Key Contribution: Reconceptualizing Giftedness
Dr. Borland challenges the traditional notion of giftedness as a fixed trait possessed by a small group of students. Instead, he advocates for viewing gifted education as a set of services designed to develop talent through opportunity and access.
This perspective shifts the focus from labeling students to examining:
- Who has access to advanced learning opportunities,
- How talent is cultivated over time, and
- The role of schools in developing, rather than merely identifying, ability.
To learn more about his research on the gifted identification of underrepresented students, read the monograph he wrote for the National Research Center on the Gifted and Talented.

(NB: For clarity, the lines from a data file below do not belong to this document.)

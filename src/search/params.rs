use std::collections::{BTreeMap, HashSet};

use crate::error::{EngineError, EngineResult};
use crate::schema::InfixMode;

#[derive(Debug, Clone, Copy, PartialEq, Eq, Default)]
pub enum TextMatchType {
    #[default]
    MaxScore,
    MaxWeightedScore,
    SumScore,
}

#[derive(Debug, Clone, Copy, PartialEq, Eq, Default)]
pub enum DropTokensMode {
    #[default]
    RightToLeft,
    LeftToRight,
    BothSides,
}

#[derive(Debug, Clone, Copy, PartialEq, Eq, Default)]
pub enum SplitJoinMode {
    Off,
    #[default]
    Fallback,
    Always,
}

#[derive(Debug, Clone, Copy, PartialEq, Eq, Default)]
pub enum FacetStrategy {
    #[default]
    Automatic,
    Exhaustive,
    TopValues,
}

/// A parsed `vector_query` parameter: `field:([0.1, 0.2, ...], k:10)`.
#[derive(Debug, Clone, PartialEq)]
pub struct VectorQuery {
    pub field: String,
    pub values: Vec<f32>,
    pub k: usize,
}

/// The enumerated search-parameter set with its documented defaults. Raw
/// request parameters, embedded parameters, and preset parameters are merged
/// into one map before this is parsed.
#[derive(Debug, Clone)]
pub struct SearchParams {
    pub q: String,
    pub query_by: Vec<String>,
    pub query_by_weights: Vec<u32>,
    pub prefix: Vec<bool>,
    pub infix: Vec<InfixMode>,
    pub filter_by: String,
    pub sort_by: String,
    pub facet_by: String,
    pub facet_query: String,
    pub facet_query_num_typos: usize,
    pub max_facet_values: usize,
    pub facet_return_parent: Vec<String>,
    pub facet_strategy: FacetStrategy,
    pub facet_sample_percent: usize,
    pub facet_sample_threshold: usize,
    pub group_by: Vec<String>,
    pub group_limit: usize,
    pub group_missing_values: bool,
    pub include_fields: HashSet<String>,
    pub exclude_fields: HashSet<String>,
    pub limit_hits: usize,
    pub per_page: usize,
    pub page: usize,
    pub offset: usize,
    pub rank_tokens_by: String,
    pub pinned_hits: Vec<(String, usize)>,
    pub hidden_hits: Vec<String>,
    pub enable_overrides: bool,
    pub filter_curated_hits: u8,
    pub enable_synonyms: bool,
    pub synonym_prefix: bool,
    pub synonym_num_typos: usize,
    pub max_candidates: usize,
    pub num_typos: Vec<usize>,
    pub min_len_1typo: usize,
    pub min_len_2typo: usize,
    pub drop_tokens_threshold: usize,
    pub typo_tokens_threshold: usize,
    pub drop_tokens_mode: DropTokensMode,
    pub split_join_tokens: SplitJoinMode,
    pub prioritize_exact_match: bool,
    pub prioritize_token_position: bool,
    pub prioritize_num_matching_fields: bool,
    pub pre_segmented_query: bool,
    pub exhaustive_search: bool,
    pub search_cutoff_ms: u64,
    pub snippet_threshold: usize,
    pub highlight_affix_num_tokens: usize,
    pub highlight_full_fields: Vec<String>,
    pub highlight_fields: Vec<String>,
    pub highlight_start_tag: String,
    pub highlight_end_tag: String,
    pub enable_highlight_v1: bool,
    pub text_match_type: TextMatchType,
    pub max_extra_prefix: usize,
    pub max_extra_suffix: usize,
    pub vector_query: Option<VectorQuery>,
    pub remote_embedding_timeout_ms: u64,
    pub remote_embedding_num_tries: usize,
    pub stopwords: String,
    pub override_tags: Vec<String>,
    pub enable_typos_for_numerical_tokens: bool,
    pub enable_typos_for_alpha_numerical_tokens: bool,
    pub enable_lazy_filter: bool,
    pub max_filter_by_candidates: usize,
    pub rerank_hybrid_matches: bool,
    pub enable_analytics: bool,
    pub validate_field_names: bool,
}
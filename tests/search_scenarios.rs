use std::collections::BTreeMap;
use std::sync::Arc;
use std::time::Instant;

use finchdb::{CollectionManager, Store, WriteOperation};
use serde_json::{json, Value};
use tempfile::TempDir;

fn manager() -> (TempDir, CollectionManager) {
    let dir = TempDir::new().unwrap();
    let store = Arc::new(Store::new(dir.path().join("db")).unwrap());
    (dir, CollectionManager::new(store, 1000))
}

fn params(pairs: &[(&str, &str)]) -> BTreeMap<String, String> {
    pairs
        .iter()
        .map(|(k, v)| (k.to_string(), v.to_string()))
        .collect()
}

fn search(mgr: &CollectionManager, coll: &str, pairs: &[(&str, &str)]) -> Value {
    mgr.do_search(params(pairs), BTreeMap::new(), coll, Instant::now())
        .unwrap()
}

#[test]
fn create_index_and_search() {
    let (_dir, mgr) = manager();
    mgr.create_collection(&json!({
        "name": "books",
        "fields": [
            {"name": "title", "type": "string"},
            {"name": "points", "type": "int32"}
        ],
        "default_sorting_field": "points"
    }))
    .unwrap();
    mgr.add_document(
        "books",
        json!({"id": "0", "title": "Sherlock Holmes", "points": 100}),
        WriteOperation::Create,
    )
    .unwrap();

    let result = search(&mgr, "books", &[("q", "sherlock"), ("query_by", "title")]);
    assert_eq!(result["found"], 1);
    assert_eq!(result["hits"][0]["document"]["id"], "0");
    assert_eq!(result["hits"][0]["document"]["title"], "Sherlock Holmes");
}

#[test]
fn atomic_increment_via_update() {
    let (_dir, mgr) = manager();
    mgr.create_collection(&json!({
        "name": "books",
        "fields": [
            {"name": "title", "type": "string"},
            {"name": "points", "type": "int32"}
        ],
        "default_sorting_field": "points"
    }))
    .unwrap();
    mgr.add_document(
        "books",
        json!({"id": "0", "title": "Sherlock Holmes", "points": 100}),
        WriteOperation::Create,
    )
    .unwrap();
    mgr.add_document(
        "books",
        json!({"id": "0", "$operations": {"increment": {"points": 1}}}),
        WriteOperation::Update,
    )
    .unwrap();

    let result = search(&mgr, "books", &[("q", "*"), ("filter_by", "points:101")]);
    assert_eq!(result["found"], 1);
    assert_eq!(result["hits"][0]["document"]["points"], 101);
}

#[test]
fn nested_flattening_and_highlight() {
    let (_dir, mgr) = manager();
    mgr.create_collection(&json!({
        "name": "coll",
        "enable_nested_fields": true,
        "fields": [{"name": ".*", "type": "auto"}]
    }))
    .unwrap();
    mgr.add_document(
        "coll",
        json!({
            "id": "0",
            "company": {"name": "Nike"},
            "locations": [
                {"address": {"street": "One Bowerman Drive"}},
                {"address": {"street": "175 Commerce Valley"}}
            ]
        }),
        WriteOperation::Create,
    )
    .unwrap();

    let result = search(
        &mgr,
        "coll",
        &[("q", "commerce"), ("query_by", "locations.address.street")],
    );
    assert_eq!(result["found"], 1);

    // Highlight mirrors the nested structure of the original field.
    let street = &result["hits"][0]["highlight"]["locations"][1]["address"]["street"];
    assert_eq!(street["snippet"], "175 <mark>Commerce</mark> Valley");
    assert_eq!(street["matched_tokens"], json!(["Commerce"]));

    // The flattened sidecar never shows in the document.
    let document = &result["hits"][0]["document"];
    assert!(document.get("locations.address.street").is_none());
    assert!(document.get(".flat").is_none());
}

#[test]
fn reference_filter_between_collections() {
    let (_dir, mgr) = manager();
    mgr.create_collection(&json!({
        "name": "authors",
        "fields": [{"name": "name", "type": "string"}]
    }))
    .unwrap();
    mgr.create_collection(&json!({
        "name": "books",
        "fields": [
            {"name": "title", "type": "string"},
            {"name": "author_id", "type": "string", "reference": "authors.id"}
        ]
    }))
    .unwrap();
    mgr.add_document(
        "authors",
        json!({"id": "a1", "name": "Doyle"}),
        WriteOperation::Create,
    )
    .unwrap();
    mgr.add_document(
        "books",
        json!({"id": "b1", "title": "Sign of Four", "author_id": "a1"}),
        WriteOperation::Create,
    )
    .unwrap();

    let result = search(
        &mgr,
        "books",
        &[("q", "*"), ("filter_by", "$authors(name:Doyle)")],
    );
    assert_eq!(result["found"], 1);
    assert_eq!(result["hits"][0]["document"]["id"], "b1");
}

#[test]
fn six_char_token_gets_at_most_one_typo() {
    let (_dir, mgr) = manager();
    mgr.create_collection(&json!({
        "name": "c",
        "fields": [{"name": "title", "type": "string"}]
    }))
    .unwrap();
    mgr.add_document(
        "c",
        json!({"id": "0", "title": "flower"}),
        WriteOperation::Create,
    )
    .unwrap();

    // Distance 2 from a 6-char token: below min_len_2typo, so no match.
    let result = search(
        &mgr,
        "c",
        &[("q", "flewar"), ("query_by", "title"), ("num_typos", "2"), ("prefix", "false")],
    );
    assert_eq!(result["found"], 0);

    // Distance 1 matches.
    let result = search(
        &mgr,
        "c",
        &[("q", "flowes"), ("query_by", "title"), ("num_typos", "2"), ("prefix", "false")],
    );
    assert_eq!(result["found"], 1);
}

#[test]
fn four_sort_clauses_rejected() {
    let (_dir, mgr) = manager();
    mgr.create_collection(&json!({
        "name": "c",
        "fields": [
            {"name": "a", "type": "int32"},
            {"name": "b", "type": "int32"},
            {"name": "c", "type": "int32"},
            {"name": "d", "type": "int32"}
        ]
    }))
    .unwrap();

    let err = mgr
        .do_search(
            params(&[("q", "*"), ("sort_by", "a:asc,b:asc,c:asc,d:asc")]),
            BTreeMap::new(),
            "c",
            Instant::now(),
        )
        .unwrap_err();
    assert_eq!(err.code(), 400);
}

#[test]
fn oversized_filter_rejected() {
    let (_dir, mgr) = manager();
    mgr.create_collection(&json!({
        "name": "c",
        "fields": [{"name": "n", "type": "int32"}]
    }))
    .unwrap();

    let expr = (0..60)
        .map(|i| format!("n:{}", i))
        .collect::<Vec<_>>()
        .join(" || ");
    let err = mgr
        .do_search(
            params(&[("q", "*"), ("filter_by", expr.as_str())]),
            BTreeMap::new(),
            "c",
            Instant::now(),
        )
        .unwrap_err();
    assert_eq!(err.code(), 400);
}

#[test]
fn pagination_respects_limit_hits() {
    let (_dir, mgr) = manager();
    mgr.create_collection(&json!({
        "name": "c",
        "fields": [{"name": "title", "type": "string"}]
    }))
    .unwrap();
    for i in 0..30 {
        mgr.add_document(
            "c",
            json!({"id": i.to_string(), "title": "common term"}),
            WriteOperation::Create,
        )
        .unwrap();
    }

    // per_page + offset beyond limit_hits is rejected.
    let err = mgr
        .do_search(
            params(&[
                ("q", "*"),
                ("per_page", "4"),
                ("offset", "2"),
                ("limit_hits", "5"),
            ]),
            BTreeMap::new(),
            "c",
            Instant::now(),
        )
        .unwrap_err();
    assert_eq!(err.code(), 400);

    // Within bounds, the page never exceeds per_page.
    let result = search(
        &mgr,
        "c",
        &[("q", "common"), ("query_by", "title"), ("per_page", "7"), ("page", "2")],
    );
    assert_eq!(result["found"], 30);
    assert_eq!(result["hits"].as_array().unwrap().len(), 7);
    assert_eq!(result["page"], 2);
}

#[test]
fn facets_group_and_sort() {
    let (_dir, mgr) = manager();
    mgr.create_collection(&json!({
        "name": "shoes",
        "fields": [
            {"name": "name", "type": "string"},
            {"name": "brand", "type": "string", "facet": true},
            {"name": "price", "type": "float"}
        ],
        "default_sorting_field": "price"
    }))
    .unwrap();
    for (i, (brand, price)) in [("nike", 50.0), ("nike", 120.0), ("adidas", 80.0), ("puma", 30.0)]
        .iter()
        .enumerate()
    {
        mgr.add_document(
            "shoes",
            json!({"id": i.to_string(), "name": "running shoe", "brand": brand, "price": price}),
            WriteOperation::Create,
        )
        .unwrap();
    }

    let result = search(
        &mgr,
        "shoes",
        &[
            ("q", "*"),
            ("facet_by", "brand"),
            ("sort_by", "price:asc"),
        ],
    );
    assert_eq!(result["found"], 4);
    // Cheapest first under price:asc.
    assert_eq!(result["hits"][0]["document"]["brand"], "puma");

    let facet = &result["facet_counts"][0];
    assert_eq!(facet["field_name"], "brand");
    let counts = facet["counts"].as_array().unwrap();
    assert_eq!(counts[0]["value"], "nike");
    assert_eq!(counts[0]["count"], 2);

    // Range-bucket facets.
    let result = search(
        &mgr,
        "shoes",
        &[("q", "*"), ("facet_by", "price(cheap:[0..60], premium:[60..200])")],
    );
    let counts = result["facet_counts"][0]["counts"].as_array().unwrap();
    assert_eq!(counts[0]["value"], "cheap");
    assert_eq!(counts[0]["count"], 2);
    assert_eq!(counts[1]["count"], 2);

    // Grouping caps hits per group.
    let result = search(
        &mgr,
        "shoes",
        &[("q", "*"), ("group_by", "brand"), ("group_limit", "1")],
    );
    let groups = result["grouped_hits"].as_array().unwrap();
    assert_eq!(groups.len(), 3);
    for group in groups {
        assert_eq!(group["hits"].as_array().unwrap().len(), 1);
    }
}

#[test]
fn overrides_pin_and_hide() {
    let (_dir, mgr) = manager();
    mgr.create_collection(&json!({
        "name": "c",
        "fields": [{"name": "title", "type": "string"}]
    }))
    .unwrap();
    for (id, title) in [("a", "apple pie"), ("b", "apple tart"), ("c", "apple cake")] {
        mgr.add_document(
            "c",
            json!({"id": id, "title": title}),
            WriteOperation::Create,
        )
        .unwrap();
    }

    let ov = finchdb::collection::Override::from_json(
        "promo",
        &json!({
            "rule": {"query": "apple", "match": "exact"},
            "includes": [{"id": "c", "position": 1}],
            "excludes": [{"id": "a"}]
        }),
    )
    .unwrap();
    mgr.upsert_override("c", ov).unwrap();

    let result = search(&mgr, "c", &[("q", "apple"), ("query_by", "title")]);
    assert_eq!(result["hits"][0]["document"]["id"], "c");
    let ids: Vec<&str> = result["hits"]
        .as_array()
        .unwrap()
        .iter()
        .map(|h| h["document"]["id"].as_str().unwrap())
        .collect();
    assert!(!ids.contains(&"a"));
}

#[test]
fn synonyms_expand_queries() {
    let (_dir, mgr) = manager();
    mgr.create_collection(&json!({
        "name": "c",
        "fields": [{"name": "title", "type": "string"}]
    }))
    .unwrap();
    mgr.add_document(
        "c",
        json!({"id": "0", "title": "smart sneakers"}),
        WriteOperation::Create,
    )
    .unwrap();

    let synonym = finchdb::collection::Synonym::from_json(
        "shoe-syn",
        &json!({"synonyms": ["sneakers", "trainers"]}),
    )
    .unwrap();
    mgr.upsert_synonym("c", synonym).unwrap();

    let result = search(&mgr, "c", &[("q", "trainers"), ("query_by", "title")]);
    assert_eq!(result["found"], 1);

    // Synonyms off: no match.
    let result = search(
        &mgr,
        "c",
        &[("q", "trainers"), ("query_by", "title"), ("enable_synonyms", "false")],
    );
    assert_eq!(result["found"], 0);
}

#[test]
fn vector_and_hybrid_search() {
    let (_dir, mgr) = manager();
    mgr.create_collection(&json!({
        "name": "c",
        "fields": [
            {"name": "title", "type": "string"},
            {"name": "emb", "type": "float[]", "num_dim": 2}
        ]
    }))
    .unwrap();
    mgr.add_document(
        "c",
        json!({"id": "0", "title": "red shirt", "emb": [1.0, 0.0]}),
        WriteOperation::Create,
    )
    .unwrap();
    mgr.add_document(
        "c",
        json!({"id": "1", "title": "blue shirt", "emb": [0.0, 1.0]}),
        WriteOperation::Create,
    )
    .unwrap();

    let result = search(
        &mgr,
        "c",
        &[("q", "*"), ("vector_query", "emb:([0.9, 0.1], k:2)")],
    );
    assert_eq!(result["found"], 2);
    assert_eq!(result["hits"][0]["document"]["id"], "0");
    assert!(result["hits"][0]["vector_distance"].is_number());

    let d0 = result["hits"][0]["vector_distance"].as_f64().unwrap();
    let d1 = result["hits"][1]["vector_distance"].as_f64().unwrap();
    assert!(d0 < d1);
}

#[test]
fn geo_filter_and_sort() {
    let (_dir, mgr) = manager();
    mgr.create_collection(&json!({
        "name": "places",
        "fields": [
            {"name": "name", "type": "string"},
            {"name": "loc", "type": "geopoint"}
        ]
    }))
    .unwrap();
    mgr.add_document(
        "places",
        json!({"id": "paris", "name": "office", "loc": [48.8566, 2.3522]}),
        WriteOperation::Create,
    )
    .unwrap();
    mgr.add_document(
        "places",
        json!({"id": "london", "name": "office", "loc": [51.5074, -0.1278]}),
        WriteOperation::Create,
    )
    .unwrap();

    let result = search(
        &mgr,
        "places",
        &[("q", "*"), ("filter_by", "loc:(48.85, 2.35, 20 km)")],
    );
    assert_eq!(result["found"], 1);
    assert_eq!(result["hits"][0]["document"]["id"], "paris");

    let result = search(
        &mgr,
        "places",
        &[("q", "*"), ("sort_by", "loc(51.50, -0.12):asc")],
    );
    assert_eq!(result["hits"][0]["document"]["id"], "london");
}

#[test]
fn stopwords_are_removed_from_queries() {
    let (_dir, mgr) = manager();
    mgr.create_collection(&json!({
        "name": "c",
        "fields": [{"name": "title", "type": "string"}]
    }))
    .unwrap();
    mgr.add_document(
        "c",
        json!({"id": "0", "title": "quick brown fox"}),
        WriteOperation::Create,
    )
    .unwrap();
    mgr.upsert_stopwords("common", &["the".to_string(), "a".to_string()])
        .unwrap();

    let result = search(
        &mgr,
        "c",
        &[("q", "the quick fox"), ("query_by", "title"), ("stopwords", "common")],
    );
    assert_eq!(result["found"], 1);
}
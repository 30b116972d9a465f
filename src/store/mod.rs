use parking_lot::{MappedRwLockReadGuard, RwLock, RwLockReadGuard};
use rocksdb::checkpoint::Checkpoint;
use rocksdb::{DBWithThreadMode, Direction, IteratorMode, Options, ReadOptions, SingleThreaded,
              WriteBatch, WriteBatchIterator};
use std::path::{Path, PathBuf};

use crate::error::{EngineError, EngineResult};

type DB = DBWithThreadMode<SingleThreaded>;

/// Key namespace prefixes. Each prefix's scan upper bound is the prefix with
/// its last byte bumped to the next codepoint (backtick for `_`).
pub const COLLECTION_ID_KEY: &str = "$CI";
pub const COLLECTION_META_PREFIX: &str = "$CM_";
pub const COLLECTION_NEXT_SEQ_PREFIX: &str = "$CN_";
pub const SYMLINK_PREFIX: &str = "$SL_";
pub const PRESET_PREFIX: &str = "$PS_";
pub const STOPWORDS_PREFIX: &str = "$SW_";
pub const STEMMER_DICT_PREFIX: &str = "$SD_";
pub const RAFT_LOG_PREFIX: &str = "$RL_";
pub const SKIP_INDEX_PREFIX: &str = "$XP";
pub const OVERRIDE_SET_PREFIX: &str = "$OISET_";
pub const ASYNC_REQ_PREFIX: &str = "$ADQ_";

// Reserved by the wire format for model registries; never written by the core.
pub const NL_SEARCH_MODEL_PREFIX: &str = "$NLSP_";
pub const PERSONALIZATION_MODEL_PREFIX: &str = "$PER_";

/// A single operation inside an atomic write batch.
#[derive(Debug, Clone, PartialEq)]
pub enum StoreOp {
    Put(String, String),
    Delete(String),
}

/// Scan upper bound for a prefix: last byte replaced by its successor.
pub fn seek_upper_bound(prefix: &str) -> Vec<u8> {
    let mut bound = prefix.as_bytes().to_vec();
    if let Some(last) = bound.last_mut() {
        *last += 1;
    }
    bound
}

/// Durable ordered byte-key/byte-value map backed by RocksDB.
///
/// Process-wide lifetime: opened once at boot, closed at shutdown. `reload`
/// swaps the live DB for a snapshot's contents, so the handle sits behind an
/// `Option`: the old instance must be dropped before the directory is
/// replaced.
pub struct Store {
    db: RwLock<Option<DB>>,
    path: PathBuf,
}

impl std::fmt::Debug for Store {
    fn fmt(&self, f: &mut std::fmt::Formatter<'_>) -> std::fmt::Result {
        f.debug_struct("Store").field("path", &self.path).finish()
    }
}

fn db_options() -> Options {
    let mut opts = Options::default();
    opts.create_if_missing(true);
    opts.increase_parallelism(4);
    opts.optimize_level_style_compaction(512 * 1024 * 1024);
    opts.set_write_buffer_size(4 * 1024 * 1024);
    opts.set_max_write_buffer_number(2);
    opts.set_keep_log_file_num(5);
    opts
}

impl Store {
    pub fn new<P: AsRef<Path>>(state_dir: P) -> EngineResult<Self> {
        let path = state_dir.as_ref().to_path_buf();
        let db = DB::open(&db_options(), &path)
            .map_err(|e| EngineError::Fatal(format!("Failed to open store at {:?}: {}", path, e)))?;
        Ok(Self {
            db: RwLock::new(Some(db)),
            path,
        })
    }

    pub fn state_dir(&self) -> &Path {
        &self.path
    }

    fn db(&self) -> MappedRwLockReadGuard<'_, DB> {
        RwLockReadGuard::map(self.db.read(), |db| db.as_ref().expect("store is open"))
    }

    // ==================== Point Operations ====================

    pub fn insert(&self, key: &str, value: &str) -> EngineResult<()> {
        self.db().put(key.as_bytes(), value.as_bytes())?;
        Ok(())
    }

    /// Three-way get: `Ok(Some)` found, `Ok(None)` not found, `Err` store failure.
    pub fn get(&self, key: &str) -> EngineResult<Option<String>> {
        match self.db().get(key.as_bytes())? {
            Some(bytes) => Ok(Some(String::from_utf8_lossy(&bytes).into_owned())),
            None => Ok(None),
        }
    }

    pub fn contains(&self, key: &str) -> EngineResult<bool> {
        Ok(self.db().get(key.as_bytes())?.is_some())
    }

    pub fn remove(&self, key: &str) -> EngineResult<()> {
        self.db().delete(key.as_bytes())?;
        Ok(())
    }

    // ==================== Batches & Ranges ====================

    /// Apply a list of puts/deletes atomically.
    pub fn batch_write(&self, ops: Vec<StoreOp>) -> EngineResult<()> {
        let mut batch = WriteBatch::default();
        for op in ops {
            match op {
                StoreOp::Put(k, v) => batch.put(k.as_bytes(), v.as_bytes()),
                StoreOp::Delete(k) => batch.delete(k.as_bytes()),
            }
        }
        self.db().write(batch)?;
        Ok(())
    }

    /// Keys and values under `prefix`, in lexicographic key order, bounded by
    /// the prefix's upper bound.
    pub fn scan(&self, prefix: &str) -> EngineResult<Vec<(String, String)>> {
        let mut read_opts = ReadOptions::default();
        read_opts.set_iterate_upper_bound(seek_upper_bound(prefix));
        let db = self.db();
        let iter = db.iterator_opt(
            IteratorMode::From(prefix.as_bytes(), Direction::Forward),
            read_opts,
        );

        let mut out = Vec::new();
        for item in iter {
            let (key, value) = item?;
            out.push((
                String::from_utf8_lossy(&key).into_owned(),
                String::from_utf8_lossy(&value).into_owned(),
            ));
        }
        Ok(out)
    }

    /// Like `scan`, but stops after `limit` entries.
    pub fn scan_limit(&self, prefix: &str, limit: usize) -> EngineResult<Vec<(String, String)>> {
        let mut out = self.scan(prefix)?;
        out.truncate(limit);
        Ok(out)
    }

    pub fn delete_range(&self, begin: &str, end: &str) -> EngineResult<()> {
        let mut batch = WriteBatch::default();
        batch.delete_range(begin.as_bytes(), end.as_bytes());
        self.db().write(batch)?;
        Ok(())
    }

    pub fn compact_range(&self, begin: &str, end: &str) {
        self.db()
            .compact_range(Some(begin.as_bytes()), Some(end.as_bytes()));
    }

    pub fn compact_all(&self) {
        self.db().compact_range(None::<&[u8]>, None::<&[u8]>);
    }

    pub fn flush(&self) -> EngineResult<()> {
        self.db().flush()?;
        Ok(())
    }

    // ==================== WAL / Sequence Access ====================

    pub fn get_latest_seq(&self) -> u64 {
        self.db().latest_sequence_number()
    }

    /// Write batches recorded at sequence numbers > `seq`, up to `max` batches.
    pub fn get_updates_since(
        &self,
        seq: u64,
        max: usize,
    ) -> EngineResult<Vec<(u64, Vec<StoreOp>)>> {
        let db = self.db();
        let iter = db
            .get_updates_since(seq)
            .map_err(|e| EngineError::Fatal(format!("WAL iterator failed: {}", e)))?;

        let mut batches = Vec::new();
        for item in iter {
            if batches.len() >= max {
                break;
            }
            let (batch_seq, batch) = item?;
            let mut collector = OpCollector::default();
            batch.iterate(&mut collector);
            batches.push((batch_seq, collector.ops));
        }
        Ok(batches)
    }

    // ==================== Snapshot / Restore ====================

    /// Produce a consistent on-disk snapshot of the DB at `path`.
    pub fn checkpoint<P: AsRef<Path>>(&self, path: P) -> EngineResult<()> {
        let db = self.db();
        let checkpoint = Checkpoint::new(&db)
            .map_err(|e| EngineError::Fatal(format!("Checkpoint init failed: {}", e)))?;
        checkpoint
            .create_checkpoint(path.as_ref())
            .map_err(|e| EngineError::Fatal(format!("Checkpoint failed: {}", e)))?;
        Ok(())
    }

    /// Replace the live DB with a snapshot's contents. The existing handle is
    /// dropped first so the directory can be cleared and repopulated.
    pub fn reload(&self, clear: bool, snapshot_path: &Path) -> EngineResult<()> {
        let mut guard = self.db.write();
        guard.take();

        if clear && self.path.exists() {
            std::fs::remove_dir_all(&self.path)
                .map_err(|e| EngineError::Fatal(format!("Failed to clear state dir: {}", e)))?;
        }
        copy_dir(snapshot_path, &self.path)
            .map_err(|e| EngineError::Fatal(format!("Failed to restore snapshot: {}", e)))?;

        let db = DB::open(&db_options(), &self.path)
            .map_err(|e| EngineError::Fatal(format!("Failed to reopen store: {}", e)))?;
        *guard = Some(db);
        Ok(())
    }

    /// Drop the DB handle. Any later operation panics; callers close last.
    pub fn close(&self) {
        self.db.write().take();
    }
}

#[derive(Default)]
struct OpCollector {
    ops: Vec<StoreOp>,
}

impl WriteBatchIterator for OpCollector {
    fn put(&mut self, key: Box<[u8]>, value: Box<[u8]>) {
        self.ops.push(StoreOp::Put(
            String::from_utf8_lossy(&key).into_owned(),
            String::from_utf8_lossy(&value).into_owned(),
        ));
    }

    fn delete(&mut self, key: Box<[u8]>) {
        self.ops
            .push(StoreOp::Delete(String::from_utf8_lossy(&key).into_owned()));
    }
}

fn copy_dir(src: &Path, dst: &Path) -> std::io::Result<()> {
    std::fs::create_dir_all(dst)?;
    for entry in std::fs::read_dir(src)? {
        let entry = entry?;
        let target = dst.join(entry.file_name());
        if entry.file_type()?.is_dir() {
            copy_dir(&entry.path(), &target)?;
        } else {
            std::fs::copy(entry.path(), &target)?;
        }
    }
    Ok(())
}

Impact on Underrepresented Gifted Students
This reconceptualization has important equity implications:
- It reduces gatekeeping practices that exclude capable learners.
- It emphasizes growth and opportunity rather than scarcity.
- It supports broader participation in advanced learning.
How Educators Can Apply This
Applications of Borland’s work include:
- Offering advanced learning opportunities broadly rather than restrictively.
- Focusing on talent development instead of labels.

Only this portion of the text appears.